We were told that part of the reasons General Yakubu Gowon floated the NYSC was to ensure national integration, cohesion and exposure of young Nigerians to cultures of other parts of the country other than where they were born.

First was the shock of seeing a director that I was attached to in the then Government House, who had just taken a new wife, and sat among drivers, gate men and other junior staff to dine. I saw them seated round a huge iron pot of Koko, a local delicacy, exchanging one big spoon made of calabash, as each took turns to use the spoon to eat the delicacy. It was as if I was witnessing a scene where children of a big family were struggling to catch a portion of food or where people were eating Saara, as they say it in Yorubaland.

As I walked past the noisy crowd, I was transfixed seeing the newly-wedded director among the lot. He saw me standing still, as I couldn’t comprehend what he was doing there, and he got the message. ‘Taiyo, (as he used to call me) you won’t understand,’ he said as he waved to me to keep going. When we later saw, he explained that what he just did was a way of assuring the commoners that ‘we are all one,’ as they felicitated him on the new bride. But I could not fathom how the occupant of a ‘huge office’ as that of a director in a Government House , would sit among “commoners” on a tattered mat to share a single spoon and eat in public.
The other incident was quite pathetic. My friend, Tunde Omobuwa, was posted to a school in Yauri, in the southern part of the state, for his primary assignment. But he found the place boring on weekends. So, he arranged to always be with me on weekends.

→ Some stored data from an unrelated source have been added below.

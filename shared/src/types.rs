//! Common types used across the application

use std::fmt;
use std::str::FromStr;

use chrono::{Datelike, NaiveDate};
use rust_decimal::{Decimal, RoundingStrategy};
use serde::{Deserialize, Serialize};
use thiserror::Error;

use crate::models::PaymentMethod;

/// Error parsing a filter selector
#[derive(Debug, Clone, PartialEq, Eq, Error)]
pub enum SelectorError {
    #[error("invalid month '{0}', expected YYYY-MM or 'all'")]
    InvalidMonth(String),

    #[error("invalid payment method '{0}', expected Efectivo, Yape, Plin or 'all'")]
    InvalidPayment(String),
}

fn is_wildcard(s: &str) -> bool {
    let s = s.trim();
    s.is_empty() || s == "*" || s.eq_ignore_ascii_case("all")
}

/// Month filter: one calendar month or every month
#[derive(Debug, Clone, Copy, Serialize, Deserialize, PartialEq, Eq, Default)]
#[serde(rename_all = "snake_case")]
pub enum MonthSelector {
    #[default]
    All,
    Month { year: i32, month: u32 },
}

impl MonthSelector {
    pub fn of(date: NaiveDate) -> Self {
        MonthSelector::Month {
            year: date.year(),
            month: date.month(),
        }
    }

    /// Whether a date falls within the selected month
    pub fn contains(&self, date: NaiveDate) -> bool {
        match self {
            MonthSelector::All => true,
            MonthSelector::Month { year, month } => date.year() == *year && date.month() == *month,
        }
    }
}

impl fmt::Display for MonthSelector {
    fn fmt(&self, f: &mut fmt::Formatter<'_>) -> fmt::Result {
        match self {
            MonthSelector::All => f.write_str("all"),
            MonthSelector::Month { year, month } => write!(f, "{:04}-{:02}", year, month),
        }
    }
}

impl FromStr for MonthSelector {
    type Err = SelectorError;

    fn from_str(s: &str) -> Result<Self, Self::Err> {
        if is_wildcard(s) {
            return Ok(MonthSelector::All);
        }

        let invalid = || SelectorError::InvalidMonth(s.to_string());
        let (year, month) = s.trim().split_once('-').ok_or_else(invalid)?;
        if year.len() != 4 || month.len() != 2 {
            return Err(invalid());
        }
        if !year.chars().chain(month.chars()).all(|c| c.is_ascii_digit()) {
            return Err(invalid());
        }

        let year: i32 = year.parse().map_err(|_| invalid())?;
        let month: u32 = month.parse().map_err(|_| invalid())?;
        if !(1..=12).contains(&month) {
            return Err(invalid());
        }

        Ok(MonthSelector::Month { year, month })
    }
}

/// Payment method filter
#[derive(Debug, Clone, Copy, Serialize, Deserialize, PartialEq, Eq, Default)]
#[serde(rename_all = "snake_case")]
pub enum PaymentSelector {
    #[default]
    All,
    Only(PaymentMethod),
}

impl PaymentSelector {
    pub fn matches(&self, method: PaymentMethod) -> bool {
        match self {
            PaymentSelector::All => true,
            PaymentSelector::Only(selected) => *selected == method,
        }
    }
}

impl fmt::Display for PaymentSelector {
    fn fmt(&self, f: &mut fmt::Formatter<'_>) -> fmt::Result {
        match self {
            PaymentSelector::All => f.write_str("all"),
            PaymentSelector::Only(method) => write!(f, "{}", method),
        }
    }
}

impl FromStr for PaymentSelector {
    type Err = SelectorError;

    fn from_str(s: &str) -> Result<Self, Self::Err> {
        if is_wildcard(s) {
            return Ok(PaymentSelector::All);
        }
        s.parse::<PaymentMethod>()
            .map(PaymentSelector::Only)
            .map_err(|_| SelectorError::InvalidPayment(s.to_string()))
    }
}

/// Fixed-point text with `places` decimals, rounding half away from zero
pub fn to_fixed(value: Decimal, places: u32) -> String {
    let rounded = value.round_dp_with_strategy(places, RoundingStrategy::MidpointAwayFromZero);
    format!("{:.*}", places as usize, rounded)
}

/// Format an amount in Soles, e.g. `S/ 50.00`
pub fn format_soles(amount: Decimal) -> String {
    format!("S/ {}", to_fixed(amount, 2))
}

/// Format a percentage with one decimal, e.g. `64.3%`
pub fn format_percent(value: Decimal) -> String {
    format!("{}%", to_fixed(value, 1))
}
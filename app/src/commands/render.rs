//! Plain-text rendering of listings and reports

use std::fmt::Write;

use rust_decimal::prelude::ToPrimitive;
use rust_decimal::Decimal;
use shared::{format_percent, format_soles, GrandTotals, Sale};

use crate::services::{PivotReport, ReportFilter};

/// Width of a full (100%) bar in characters
pub const BAR_COLUMNS: u32 = 30;

fn truncate(text: &str, width: usize) -> String {
    if text.chars().count() <= width {
        text.to_string()
    } else {
        let mut cut: String = text.chars().take(width.saturating_sub(1)).collect();
        cut.push('…');
        cut
    }
}

fn describe_filter(filter: &ReportFilter) -> String {
    format!("mes: {} | pago: {}", filter.month, filter.payment)
}

pub fn bar(width: Decimal) -> String {
    let width = width.clamp(Decimal::ZERO, Decimal::ONE_HUNDRED);
    let columns = (width * Decimal::from(BAR_COLUMNS) / Decimal::ONE_HUNDRED)
        .round()
        .to_usize()
        .unwrap_or(0);
    "█".repeat(columns.min(BAR_COLUMNS as usize))
}

pub fn sales_table(sales: &[Sale]) -> String {
    if sales.is_empty() {
        return "No hay ventas para este filtro.\n".to_string();
    }

    let mut out = String::new();
    let _ = writeln!(
        out,
        "{:<10}  {:<20}  {:<20}  {:>12}  {:>12}  {:<8}  {:<8}  {}",
        "Fecha", "Cliente", "Producto", "Precio", "Utilidad", "Pago", "Entrega", "ID"
    );
    for sale in sales {
        let _ = writeln!(
            out,
            "{:<10}  {:<20}  {:<20}  {:>12}  {:>12}  {:<8}  {:<8}  {}",
            truncate(&sale.date, 10),
            truncate(&sale.buyer_name, 20),
            truncate(&sale.product, 20),
            format_soles(sale.price()),
            format_soles(sale.profit()),
            sale.payment_method,
            sale.delivery_method,
            sale.id,
        );
    }
    out
}

/// Full detail of one sale
pub fn sale_detail(sale: &Sale) -> String {
    let mut out = String::new();
    let _ = writeln!(out, "ID:        {}", sale.id);
    let _ = writeln!(out, "Fecha:     {}", sale.date);
    let _ = writeln!(out, "Cliente:   {}", sale.buyer_name);
    if !sale.buyer_phone.is_empty() {
        let _ = writeln!(out, "Teléfono:  {}", sale.buyer_phone);
    }
    let _ = writeln!(out, "Producto:  {}", sale.product);
    let _ = writeln!(out, "Costo:     {}", format_soles(sale.cost()));
    let _ = writeln!(out, "Precio:    {}", format_soles(sale.price()));
    let _ = writeln!(out, "Utilidad:  {}", format_soles(sale.profit()));
    let _ = writeln!(out, "Pago:      {}", sale.payment_method);
    let _ = writeln!(out, "Entrega:   {}", sale.delivery_method);
    if let Some(notes) = &sale.notes {
        let _ = writeln!(out, "Notas:     {}", notes);
    }
    out
}

pub fn summary(totals: &GrandTotals, filter: &ReportFilter) -> String {
    let mut out = String::new();
    let _ = writeln!(out, "Resumen ({})", describe_filter(filter));
    let _ = writeln!(out, "  Ventas totales:  {}", format_soles(totals.total_sales));
    let _ = writeln!(out, "  Costo total:     {}", format_soles(totals.total_cost));
    let _ = writeln!(out, "  Utilidad:        {}", format_soles(totals.total_profit));
    let _ = writeln!(out, "  Margen:          {}", format_percent(totals.margin_percent()));
    let _ = writeln!(out, "  Registros:       {}", totals.count);
    out
}

pub fn pivot(report: &PivotReport, filter: &ReportFilter) -> String {
    let mut out = String::new();
    let _ = writeln!(
        out,
        "Reporte por {} ({})",
        report.group_by.label(),
        describe_filter(filter)
    );

    if report.is_empty() {
        out.push_str("No hay datos para este filtro.\n");
        return out;
    }

    let _ = writeln!(
        out,
        "{:<24}  {:>5}  {:>12}  {:>12}  {:>7}  {}",
        report.group_by.label(),
        "Cant.",
        "Ventas",
        "Utilidad",
        "Margen",
        ""
    );
    for row in &report.rows {
        let key = if row.group.key.is_empty() {
            "(vacío)"
        } else {
            row.group.key.as_str()
        };
        let _ = writeln!(
            out,
            "{:<24}  {:>5}  {:>12}  {:>12}  {:>7}  {}",
            truncate(key, 24),
            row.group.count,
            format_soles(row.group.total_sales),
            format_soles(row.group.total_profit),
            format_percent(row.margin_percent),
            bar(row.bar_width),
        );
    }
    let _ = writeln!(
        out,
        "{:<24}  {:>5}  {:>12}  {:>12}  {:>7}",
        "Total",
        report.totals.count,
        format_soles(report.totals.total_sales),
        format_soles(report.totals.total_profit),
        format_percent(report.totals.margin_percent()),
    );
    out.push_str(&highlights(report));
    out
}

/// Top three groups by sales, and their margins
pub fn highlights(report: &PivotReport) -> String {
    let top = report.top(3);
    let mut out = String::new();

    let _ = writeln!(out, "\nTop Rendimiento");
    for (i, row) in top.iter().enumerate() {
        let _ = writeln!(
            out,
            "  {}. {:<24}  {:>12}",
            i + 1,
            truncate(&row.group.key, 24),
            format_soles(row.group.total_sales)
        );
    }

    let _ = writeln!(out, "\nRentabilidad ({})", report.group_by.label());
    for row in top {
        let _ = writeln!(
            out,
            "  {:<27}  {:>7}",
            truncate(&row.group.key, 27),
            format_percent(row.margin_percent)
        );
    }
    out
}
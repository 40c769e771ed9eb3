//! Boom Art Sales
//!
//! Sales record keeping for a small 3D printing shop: record sales, report
//! on them by month and payment method, export them and ask an assistant
//! questions about them.

pub mod cli;
pub mod commands;
pub mod config;
pub mod error;
pub mod external;
pub mod services;
pub mod storage;

use std::sync::Arc;

use crate::config::Config;
use crate::services::{AuthService, SaleService, Session};
use crate::storage::{BlobStore, FileBlobStore};

/// Application state shared by every command
pub struct AppState {
    pub config: Arc<Config>,
    pub store: Arc<dyn BlobStore>,
    pub session: Session,
}

impl AppState {
    /// State backed by the on-disk store from the configuration
    pub fn new(config: Config) -> Self {
        let store: Arc<dyn BlobStore> = Arc::new(FileBlobStore::new(config.storage.data_dir.clone()));
        Self::with_store(config, store)
    }

    pub fn with_store(config: Config, store: Arc<dyn BlobStore>) -> Self {
        let session = Session::load(store.clone(), config.storage.session_key.clone());
        Self {
            config: Arc::new(config),
            store,
            session,
        }
    }

    pub fn sales(&self) -> SaleService {
        SaleService::new(self.store.clone(), self.config.storage.sales_key.clone())
    }

    pub fn auth(&self) -> AuthService {
        AuthService::new(self.config.users.clone())
    }
}
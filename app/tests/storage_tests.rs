//! Record store tests
//!
//! - Property 7: a saved sale reloads with identical fields
//! - Blobs written by earlier versions of the app still load

use std::path::PathBuf;
use std::sync::Arc;

use boom_art_sales::services::SaleService;
use boom_art_sales::storage::{BlobStore, FileBlobStore};
use proptest::prelude::*;
use rust_decimal::Decimal;
use shared::{DeliveryMethod, PaymentMethod, Sale, SaleInput};

const KEY: &str = "boom_art_sales_data";

struct TempDir(PathBuf);

impl TempDir {
    fn new() -> Self {
        Self(std::env::temp_dir().join(format!("boom-sales-test-{}", uuid::Uuid::new_v4())))
    }
}

impl Drop for TempDir {
    fn drop(&mut self) {
        let _ = std::fs::remove_dir_all(&self.0);
    }
}

// ============================================================================
// Property Test Strategies
// ============================================================================

fn sale_input_strategy() -> impl Strategy<Value = SaleInput> {
    (
        (2020i32..=2030, 1u32..=12, 1u32..=28),
        "[A-Za-zÁÉÍÓÚáéíóúñ ]{1,30}",
        prop_oneof![Just(String::new()), "9[0-9]{8}"],
        "[A-Za-z0-9 \"',]{1,30}",
        (0i64..=100_000, 1i64..=100_000),
        prop::sample::select(PaymentMethod::ALL.to_vec()),
        prop::sample::select(DeliveryMethod::ALL.to_vec()),
        prop::option::of("[a-z \n]{1,40}"),
    )
        .prop_map(
            |((y, m, d), buyer, phone, product, (cost, price), payment, delivery, notes)| {
                SaleInput {
                    id: None,
                    date: format!("{:04}-{:02}-{:02}", y, m, d),
                    buyer_name: buyer,
                    buyer_phone: phone,
                    product,
                    cost: Decimal::new(cost, 2),
                    price: Decimal::new(price, 2),
                    payment_method: payment,
                    delivery_method: delivery,
                    notes,
                    timestamp: None,
                }
            },
        )
}

proptest! {
    #![proptest_config(ProptestConfig::with_cases(32))]

    /// Property 7: persist then reload yields the same record
    #[test]
    fn prop_saved_sale_round_trips(input in sale_input_strategy(), now in 0i64..=4_102_444_800_000) {
        let dir = TempDir::new();
        let store = Arc::new(FileBlobStore::new(dir.0.clone()));
        let service = SaleService::new(store.clone(), KEY);

        let (saved, _) = service.submit(input, now).unwrap();

        // a fresh service over the same directory sees the same data
        let reloaded = SaleService::new(Arc::new(FileBlobStore::new(dir.0.clone())), KEY).get(&saved.id).unwrap();
        prop_assert_eq!(&reloaded, &saved);
        prop_assert_eq!(reloaded.profit(), reloaded.price() - reloaded.cost());
        prop_assert_eq!(reloaded.timestamp, now);
    }
}

// ============================================================================
// Unit Tests
// ============================================================================

#[test]
fn test_legacy_blob_with_numeric_amounts_loads() {
    let dir = TempDir::new();
    let store = FileBlobStore::new(dir.0.clone());
    store
        .set(
            KEY,
            r#"[{"id":"1700000000000","date":"2024-01-15","buyerName":"Ana","buyerPhone":"912345678",
                "product":"Vase","cost":20.5,"price":50,"profit":999,"paymentMethod":"Yape",
                "deliveryMethod":"Yango","notes":"","timestamp":1700000000000}]"#,
        )
        .unwrap();

    let service = SaleService::new(Arc::new(store), KEY);
    let loaded = service.load();
    assert!(!loaded.degraded);

    let sale = &loaded.sales[0];
    assert_eq!(sale.id, "1700000000000");
    assert_eq!(sale.cost(), Decimal::new(205, 1));
    assert_eq!(sale.price(), Decimal::from(50));
    // stale profit is re-derived
    assert_eq!(sale.profit(), Decimal::new(295, 1));
    assert_eq!(sale.payment_method, PaymentMethod::Yape);
    assert_eq!(sale.delivery_method, DeliveryMethod::Yango);
}

#[test]
fn test_written_blob_uses_camel_case_field_names() {
    let dir = TempDir::new();
    let store = Arc::new(FileBlobStore::new(dir.0.clone()));
    let service = SaleService::new(store.clone(), KEY);

    let (sale, _) = service
        .submit(
            SaleInput {
                date: "2024-01-15".to_string(),
                buyer_name: "Ana".to_string(),
                product: "Vase".to_string(),
                cost: Decimal::from(20),
                price: Decimal::from(50),
                payment_method: PaymentMethod::Plin,
                delivery_method: DeliveryMethod::InDriver,
                ..Default::default()
            },
            42,
        )
        .unwrap();

    let blob = store.get(KEY).unwrap().unwrap();
    let json: serde_json::Value = serde_json::from_str(&blob).unwrap();
    let record = &json[0];

    assert_eq!(record["id"], sale.id.as_str());
    assert_eq!(record["buyerName"], "Ana");
    assert_eq!(record["paymentMethod"], "Plin");
    assert_eq!(record["deliveryMethod"], "InDriver");
    assert_eq!(record["profit"], "30");
    assert_eq!(record["timestamp"], 42);
    assert!(record.get("notes").is_none());
}

#[test]
fn test_missing_store_directory_reads_empty() {
    let dir = TempDir::new();
    let service = SaleService::new(Arc::new(FileBlobStore::new(dir.0.clone())), KEY);
    let loaded = service.load();
    assert!(loaded.sales.is_empty());
    assert!(!loaded.degraded);
    let sales: Vec<Sale> = service.list();
    assert!(sales.is_empty());
}
use std::io::{BufRead, Write};

use chrono::Utc;
use shared::SaleInput;

use super::render;
use crate::cli::SaleChanges;
use crate::error::AppResult;
use crate::AppState;

pub fn add<W: Write>(state: &AppState, input: SaleInput, out: &mut W) -> AppResult<()> {
    let (sale, _) = state.sales().submit(input, Utc::now().timestamp_millis())?;
    writeln!(out, "Venta registrada")?;
    write!(out, "{}", render::sale_detail(&sale))?;
    Ok(())
}

pub fn edit<W: Write>(state: &AppState, id: &str, changes: SaleChanges, out: &mut W) -> AppResult<()> {
    let service = state.sales();
    let mut input = service.get(id)?.to_input();
    changes.apply(&mut input);

    let (sale, _) = service.submit(input, Utc::now().timestamp_millis())?;
    writeln!(out, "Venta actualizada")?;
    write!(out, "{}", render::sale_detail(&sale))?;
    Ok(())
}

pub fn delete<R: BufRead, W: Write>(
    state: &AppState,
    id: &str,
    yes: bool,
    input: &mut R,
    out: &mut W,
) -> AppResult<()> {
    let service = state.sales();
    let sale = service.get(id)?;

    if !yes {
        write!(out, "{}", render::sale_detail(&sale))?;
        write!(out, "¿Eliminar esta venta? (s/N) ")?;
        out.flush()?;

        let mut answer = String::new();
        input.read_line(&mut answer)?;
        if !matches!(answer.trim().to_lowercase().as_str(), "s" | "si" | "sí" | "y" | "yes") {
            writeln!(out, "Cancelado")?;
            return Ok(());
        }
    }

    service.delete(id)?;
    writeln!(out, "Venta eliminada")?;
    Ok(())
}

pub fn customers<W: Write>(state: &AppState, out: &mut W) -> AppResult<()> {
    for name in state.sales().unique_customers() {
        writeln!(out, "{}", name)?;
    }
    Ok(())
}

One such weekend, we decided to take a stroll round the streets near the Government House. We took off from the place of my primary assignment, the Federal Information Centre; bought corn beside the office, and started ‘blowing’ the ‘mouth organ’ as we strolled. We were too engrossed in our gist and the sweetness of the corn to note that some young boys were trailing us, praying that some leftovers of the corn would drop for them to scavenge. Somehow, the two of us dropped the corn cob almost simultaneously. We were more than taken aback by a commotion that erupted at our back. Four eight or nine year-olds had descended on the supposed leftovers and broken the corn cobs into pieces. I was again transfixed as if one was hit by an electric shock. Remember that feeling when you play with electric fish?

I was moved to tears as I had never ever seen a group of children scavenging on nothing as it were. I beckoned to the kids and offered them N20, which was the highest denomination at the time, and with some smattering Hausa words told them to go buy their own corn from the same place we got ours. As they left, heading to the corn seller, I couldn’t erase that ugly sight from my mind. Was it really possible that some people scavenge on nothing this way? I was later to see incidents of children swarming around restaurants and pouncing on near empty plates.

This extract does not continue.